Favorite NON-fiction

Chris Olson - SunPS Chrisf.Olson at Sun.COM
Mon Jan 27 10:11:40 PST 2003

> >That's not what i meant; i meant the lies told specifically about
> >Columbus's trip (he believed the world was round when everyone else
> >thought it was flat, the Queen of Spain sold her jewels to finance the
> >trip, there were three caravels, plus many other myths which i don't
> >remember now and can't look up because that book was donated to
> >charity by someone else).
> oh, like the 'Galileo was a martyr for science in the face of wikkid
> Church oppression' line. I guess that's less annoying, then.

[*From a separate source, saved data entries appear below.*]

//! Blog listings: the index, category and tag pages, and search results.

use maud::{Markup, html};
use terasu_core::{Category, Post, Tag};

use super::PageContext;
use super::components::{PageMeta, page_shell, pagination, post_grid, safe_color};

/// One page of a post listing.
#[derive(Clone, Copy)]
pub struct Listing<'a> {
    pub posts: &'a [Post],
    /// 1-based page number.
    pub page: usize,
    pub has_next: bool,
}

/// Render `/blog`: paged posts with a category, tag and search sidebar.
pub fn blog_index(
    ctx: &PageContext<'_>,
    listing: Listing<'_>,
    categories: &[Category],
    tags: &[Tag],
) -> Markup {
    let title = ctx.title("ブログ");
    let description = "最新のテクノロジーとライフスタイルに関する記事一覧";
    let meta = PageMeta {
        title: &title,
        description,
        og_type: "website",
        image: None,
    };

    let body = html! {
        h1 class="page-title" { "ブログ" }
        p class="page-lead" { "最新のテクノロジーとライフスタイルについての記事をお届けします" }
        div class="layout-sidebar" {
            div {
                (post_grid(ctx, listing.posts, "まだ記事がありません。"))
                (pagination("/blog", "", listing.page, listing.has_next))
            }
            aside class="sidebar" {
                (search_box(""))
                @if !categories.is_empty() {
                    div class="sidebar-box" {
                        h2 { "カテゴリー" }
                        ul {
                            @for category in categories {
                                li { (category_link(category)) }
                            }
                        }
                    }
                }
                @if !tags.is_empty() {
                    div class="sidebar-box" {
                        h2 { "タグ" }
                        div class="badges" {
                            @for tag in tags {
                                a class="tag" href=(tag_href(&tag.slug)) { "#" (tag.title) }
                            }
                        }
                    }
                }
            }
        }
    };

    page_shell(ctx, meta, body)
}

/// Render `/blog/category/{slug}`.
pub fn category_page(ctx: &PageContext<'_>, category: &Category, listing: Listing<'_>) -> Markup {
    let title = ctx.title(&category.title);
    let description = category
        .description
        .clone()
        .unwrap_or_else(|| format!("{}に関する記事一覧です。", category.title));
    let meta = PageMeta {
        title: &title,
        description: &description,
        og_type: "website",
        image: None,
    };

    let style = category
        .color
        .as_deref()
        .and_then(safe_color)
        .map(|c| format!("border-left:6px solid {c};padding-left:1rem"));

    let body = html! {
        a class="back-link" href="/blog" { "← ブログ一覧に戻る" }
        header style=[style] {
            p class="muted" { "カテゴリー" }
            h1 class="page-title" { (category.title) }
            @if let Some(text) = &category.description {
                p class="page-lead" { (text) }
            }
        }
        (post_grid(ctx, listing.posts, "このカテゴリーの記事はまだありません。"))
        (pagination(&category_href(&category.slug), "", listing.page, listing.has_next))
        p class="more" { a class="button-outline" href="/blog" { "他の記事を見る" } }
    };

    page_shell(ctx, meta, body)
}

/// Render `/blog/tag/{slug}`.
pub fn tag_page(ctx: &PageContext<'_>, tag: &Tag, listing: Listing<'_>) -> Markup {
    let title = ctx.title(&format!("#{}", tag.title));
    let description = tag
        .description
        .clone()
        .unwrap_or_else(|| format!("{}に関する記事一覧です。", tag.title));
    let meta = PageMeta {
        title: &title,
        description: &description,
        og_type: "website",
        image: None,
    };

    let body = html! {
        a class="back-link" href="/blog" { "← ブログ一覧に戻る" }
        header {
            p class="muted" { "タグ" }
            h1 class="page-title" { "#" (tag.title) }
            @if let Some(text) = &tag.description {
                p class="page-lead" { (text) }
            }
        }
        (post_grid(ctx, listing.posts, "このタグの記事はまだありません。"))
        (pagination(&tag_href(&tag.slug), "", listing.page, listing.has_next))
        p class="more" { a class="button-outline" href="/blog" { "他の記事を見る" } }
    };

    page_shell(ctx, meta, body)
}

/// Render `/blog/search?q=`. A blank query shows only the search form.
pub fn search_page(ctx: &PageContext<'_>, query: &str, listing: Listing<'_>) -> Markup {
    let query = query.trim();
    let title = if query.is_empty() {
        ctx.title("記事を検索")
    } else {
        ctx.title(&format!("「{query}」の検索結果"))
    };
    let meta = PageMeta {
        title: &title,
        description: "ブログ記事の検索",
        og_type: "website",
        image: None,
    };
    let page_query = format!("q={}", urlencoding::encode(query));

    let body = html! {
        a class="back-link" href="/blog" { "← ブログ一覧に戻る" }
        h1 class="page-title" { "記事を検索" }
        (search_box(query))
        @if query.is_empty() {
            p class="empty" { "キーワードを入力してください。" }
        } @else {
            h2 class="section-title" { "「" (query) "」の検索結果" }
            (post_grid(ctx, listing.posts, "該当する記事が見つかりませんでした。"))
            (pagination("/blog/search", &page_query, listing.page, listing.has_next))
        }
    };

    page_shell(ctx, meta, body)
}

fn search_box(value: &str) -> Markup {
    html! {
        div class="sidebar-box" {
            h2 { "記事を検索" }
            form class="search-form" method="get" action="/blog/search" role="search" {
                input type="search" name="q" value=(value) placeholder="キーワードを入力..." aria-label="キーワード";
                button type="submit" { "検索" }
            }
        }
    }
}

fn category_link(category: &Category) -> Markup {
    let style = category
        .color
        .as_deref()
        .and_then(safe_color)
        .map(|c| format!("border-left:3px solid {c};padding-left:.5rem"));
    html! {
        a href=(category_href(&category.slug)) style=[style] { (category.title) }
    }
}

fn category_href(slug: &str) -> String {
    format!("/blog/category/{}", urlencoding::encode(slug))
}

fn tag_href(slug: &str) -> String {
    format!("/blog/tag/{}", urlencoding::encode(slug))
}

#[cfg(test)]
mod tests {
    use super::*;
    use crate::test_support::test_config;
    use terasu_core::{DraftMode, ImageUrlBuilder};

    fn with_ctx<F: FnOnce(&PageContext<'_>) -> Markup>(path: &str, f: F) -> String {
        let config = test_config();
        let images = ImageUrlBuilder::new("proj", "production");
        let ctx = PageContext {
            config: &config,
            images: &images,
            draft: DraftMode::Disabled,
            path,
        };
        f(&ctx).into_string()
    }

    fn post(slug: &str) -> Post {
        Post {
            id: slug.into(),
            title: slug.to_uppercase(),
            slug: slug.into(),
            ..Default::default()
        }
    }

    #[test]
    fn index_with_sidebar_and_next_page() {
        let posts = [post("a"), post("b")];
        let categories = [Category {
            title: "Tech".into(),
            slug: "tech".into(),
            color: Some("#ff0000".into()),
            ..Default::default()
        }];
        let tags = [Tag {
            title: "rust".into(),
            slug: "rust".into(),
            ..Default::default()
        }];
        let listing = Listing {
            posts: &posts,
            page: 1,
            has_next: true,
        };
        let html = with_ctx("/blog", |ctx| blog_index(ctx, listing, &categories, &tags));

        assert!(html.contains(r#"href="/blog/category/tech""#));
        assert!(html.contains("border-left:3px solid #ff0000"));
        assert!(html.contains(r#"href="/blog/tag/rust""#));
        assert!(html.contains(r#"href="/blog?page=2""#));
        assert!(!html.contains("前のページ"));
        assert!(html.contains(r#"action="/blog/search""#));
    }

    #[test]
    fn empty_category_message() {
        let category = Category {
            title: "Life".into(),
            slug: "life".into(),
            ..Default::default()
        };
        let listing = Listing {
            posts: &[],
            page: 1,
            has_next: false,
        };
        let html = with_ctx("/blog/category/life", |ctx| category_page(ctx, &category, listing));
        assert!(html.contains("このカテゴリーの記事はまだありません。"));
        assert!(html.contains("Lifeに関する記事一覧です。"));
        assert!(!html.contains(r#"class="pagination""#));
    }

    #[test]
    fn tag_page_heading() {
        let tag = Tag {
            title: "rust".into(),
            slug: "rust".into(),
            ..Default::default()
        };
        let posts = [post("a")];
        let listing = Listing {
            posts: &posts,
            page: 2,
            has_next: false,
        };
        let html = with_ctx("/blog/tag/rust", |ctx| tag_page(ctx, &tag, listing));
        assert!(html.contains(r#"<h1 class="page-title">#rust</h1>"#));
        assert!(html.contains(r#"href="/blog/tag/rust?page=1""#));
    }

    #[test]
    fn search_keeps_query_in_pagination() {
        let posts = [post("a")];
        let listing = Listing {
            posts: &posts,
            page: 1,
            has_next: true,
        };
        let html = with_ctx("/blog/search", |ctx| search_page(ctx, "rust async", listing));
        assert!(html.contains(r#"href="/blog/search?q=rust%20async&amp;page=2""#));
        assert!(html.contains(r#"value="rust async""#));

        let empty = with_ctx("/blog/search", |ctx| {
            search_page(ctx, "  ", Listing { posts: &[], page: 1, has_next: false })
        });
        assert!(empty.contains("キーワードを入力してください。"));
    }
}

No, but perhaps, when teachers talk about Columbus, they
might reference his own journals where he talks about how
these simple, kind people (the natives) would be easy to
conquer, take back as slaves, etc.

It's not just "lies", but also what they choose to leave out.  It's
a very basic and standard practice in history: Choose to say only
that which shows your views in the best light.  Heck, I can list
half a dozen good things about Julius Caeser and what he did for the
poor of Rome.  But what do we learn about him?

In the end, there's more than even two sides to a story, and if we're
really supposed to learn from history, we need to hear more than one,
or even two of them.  Hence, reading books on history that give other
views than the ones we hear in school, IMO, is a Good Thing<tm>.